# Man sollte sich nie zu sicher fühlen!



## Limnos (17. Feb. 2012)

Hi

27 Jahre hat mein Freilandteichaquarium jedem Winter getrotzt. Auf einer Seite bekam es die Wärme des Hauses ab, auf zwei Seiten war es im Erdreich und die vierte Seite mit der Glasscheibe war bis vor 10 Jahren in einem Treibhaus, das nie Minustemperaturen hatte. In dieser Zeit hat sich nie eine Eisdecke gebildet, die über einen Zentimeter hinausgegangen wäre. Seit das Treibhaus verschwand, fror es fast jedes zu, allerdings nicht so tief, dass das Eis die Glasscheibe erreicht hätte. Das alles hatte diesen Winter keine Gültigkeit mehr. Vom Wohnzimmer blickt man auf die WOF, sieht aber nicht die Vorderseite. So war ich völlig überrascht und erschrocken, als ich einmal in den Garten ging, um das Vogelhaus mit neuem Futter zu versehen. Das Bild zeigt was passiert ist. Hinter der geborstenen Scheibe hatte sich noch ein Wasserrest gehalten, der aber dann auch durchfror. Zwei Schleien, zwei Karpfen, Amurbärblinge, Bitterlinge und wahrscheinlich auch __ Frösche sind die Opfer. Wir wohnen in der wintermildesten Gegend Deutschlands und dann das. Es ist zum Heulen.

MfG.
Wolfgang


----------



## Zacky (17. Feb. 2012)

*AW: Man sollte sich nie zu sicher fühlen!*

Ach du Schei***!


----------



## pema (17. Feb. 2012)

*AW: Man sollte sich nie zu sicher fühlen!*

Hallo Wolfgang,
das tut mir für dich und die betroffenen Tiere wirklich leid.
petra


----------



## VolkerN (17. Feb. 2012)

*AW: Man sollte sich nie zu sicher fühlen!*

Hallo Wolfgang,

mein Beileid 

...in Zusammenhang mit der Natur kann man sich nur sicher sein das nichts sicher ist. Ist schon erstaunlich ...schliesslich war die Kaelteperiode zwar kurz und heftig ...aber (aus der Erinnerung heraus) hatten wir im Dezember letzten Jahres eine aehnliche Kaelteperiode.


----------



## Yogibubu (17. Feb. 2012)

*AW: Man sollte sich nie zu sicher fühlen! - wie wahr!*

Hi Wolfgang,

ich kann Dir nachfühlen! Mal sehen, was ich entdecke, wenn meine Pfütze auftaut. Kann gar nicht sagen, wie dick die Eisschicht ist. Meine 2 Seerosen, die im 45 cm tiefen Wasser standen sowie 2 gute Springbrunnenpumpen habe ich vor dem Winter in einer in einer mit Wasser gefüllten Maurerbütt in ein Hausanbau – wie die Jahre zuvor, gestellt, um sie zu überwintern (et hätt noch immer jootjegange) Gleich neben ca. 60 Dahlienknollen! Alles zusätzlich gut abgedeckt! 
Als ich vor 4 Tagen nach dem Ganzen schaute, kam der Horror! In meinem Wasserbehälter nichts als ein Eisblock :shock Darin zwei gute Heissner-Pumpen und zwei große Seerosenrhizome: die dürften alle hin sein!  Die Dahlienknollen sicherlich auch   Sche…  Winter...

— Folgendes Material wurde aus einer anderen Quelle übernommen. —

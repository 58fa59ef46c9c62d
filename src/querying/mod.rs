pub mod engine;
pub mod query;
pub mod results;

pub use engine::{PatternQueryEngine, QueryEngine};
pub use query::{Query, QueryBuilder};
pub use results::ResultTable;
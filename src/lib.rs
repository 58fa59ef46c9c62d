//! # Gadget Store
//!
//! A storefront catalog kept as subject-predicate-object triples. Products,
//! brands, categories, customers and orders are plain statements in an indexed
//! in-memory store, persisted as Turtle and queried through graph patterns with
//! required and optional groups.
//!
//! ## Features
//!
//! - Indexed triple store with subject, predicate and object lookups
//! - Round-trip Turtle persistence
//! - Pattern query engine with shared-variable joins and left-outer optional groups
//! - Bulk import of rows fetched from a relational source
//! - Named query catalog, CLI and HTTP surfaces
//!
//! ## Example
//!
//! ```rust
//! use gadgetstore::core::vocab::{self, ex};
//! use gadgetstore::querying::{PatternQueryEngine, QueryEngine};
//! use gadgetstore::storage::TripleStore;
//!
//! fn example() -> gadgetstore::Result<()> {
//!     let mut store = TripleStore::new();
//!     store.insert(ex("iPhone15"), vocab::rdf_type(), ex("Product"));
//!     store.insert(ex("iPhone15"), ex(vocab::HAS_BRAND), ex("Apple"));
//!
//!     let table = PatternQueryEngine::new().execute_query(
//!         "SELECT ?product ?brand WHERE { ?product a ex:Product ; ex:hasBrand ?brand }",
//!         &store,
//!     )?;
//!     assert_eq!(table.len(), 1);
//!     Ok(())
//! }
//! # example().unwrap();
//! ```

#![warn(clippy::pedantic)]
#![allow(clippy::missing_errors_doc)]
#![allow(clippy::missing_panics_doc)]
#![allow(clippy::must_use_candidate)]
#![allow(clippy::module_name_repetitions)]
#![allow(clippy::cast_possible_truncation)]
#![allow(clippy::uninlined_format_args)]
#![allow(clippy::doc_markdown)]
#![allow(clippy::new_without_default)]
#![allow(clippy::return_self_not_must_use)]

/// Core data structures and vocabulary
pub mod core;

/// Triple store and its term dictionary
pub mod storage;

/// Turtle and query text parsing
pub mod parsing;

/// Query AST, evaluation and result tables
pub mod querying;

/// Relational row sources and the importer
pub mod sources;

/// Named query catalog
pub mod registry {
    pub mod query_registry;

    pub use query_registry::{NamedQuery, QueryRegistry};
}

/// Collaborator-facing catalog API
pub mod api;

/// HTTP surface
pub mod http;

pub mod error;

// Re-export commonly used types
pub use error::{CatalogError, Result};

Auf ein Neues  -  viele Grüße

Andreas


----------



## S.Reiner (17. Feb. 2012)

*AW: Man sollte sich nie zu sicher fühlen!*

Hallo Wolfgang
 Das ist ein schlimmer Vorfall  
Da kann mann sehen das selbst das Unmögliche doch eintreten kann 
--------------Gruss Reiner-----------


----------



## Zacky (18. Feb. 2012)

*AW: Man sollte sich nie zu sicher fühlen!*

Guten Morgen....

Ich denke, das passt hier gut rein. Pleiten, Pech und Pannen wäre auch ein schöner Name für den Thread.

Als ich heute morgen so in den Garten schaute, dachte ich noch, ich träume......

 Der Rasen stand unter Wasser und mein Teich sah komisch aus..... also ich fix raus und dann das....

     

:help Als ich genauer hinschaute, sah ich das ein PVC-Rohr am Kugelhahn geplatzt ist. Kein kleiner Riss, , natürlich gleich so, dass das 50er Rohr freien Lauf hatte.

Bin jetzt erst am Abpumpen und versuche die Pumpen-Ventilkammer trocken zu legen und hoffe auf eine schenlle Reparatur. So kommen meine Fische auch zu einem großzügigen Wasserwechsel. 

Berichte später weiter, muss erst mal wieder raus....


----------



## Zacky (18. Feb. 2012)

*AW: Man sollte sich nie zu sicher fühlen!*

Nachtrag:

Leck gefunden und trocken gelegt, neu geklebt und hoffentlich dicht. Wir mussten aber den Waserpegel um gute 60 cm im Teich senken um die Stelle zu erreichen. Ein ganz blödes Gefühl, wenn das Eis knackt und dann die Eisschollen abbrechen. Hoffe die Fische haben den Schock überstanden, denn gesehen habe ich noch keine. Wir werden es erst im Frühjahr mit Gewissheit sehen.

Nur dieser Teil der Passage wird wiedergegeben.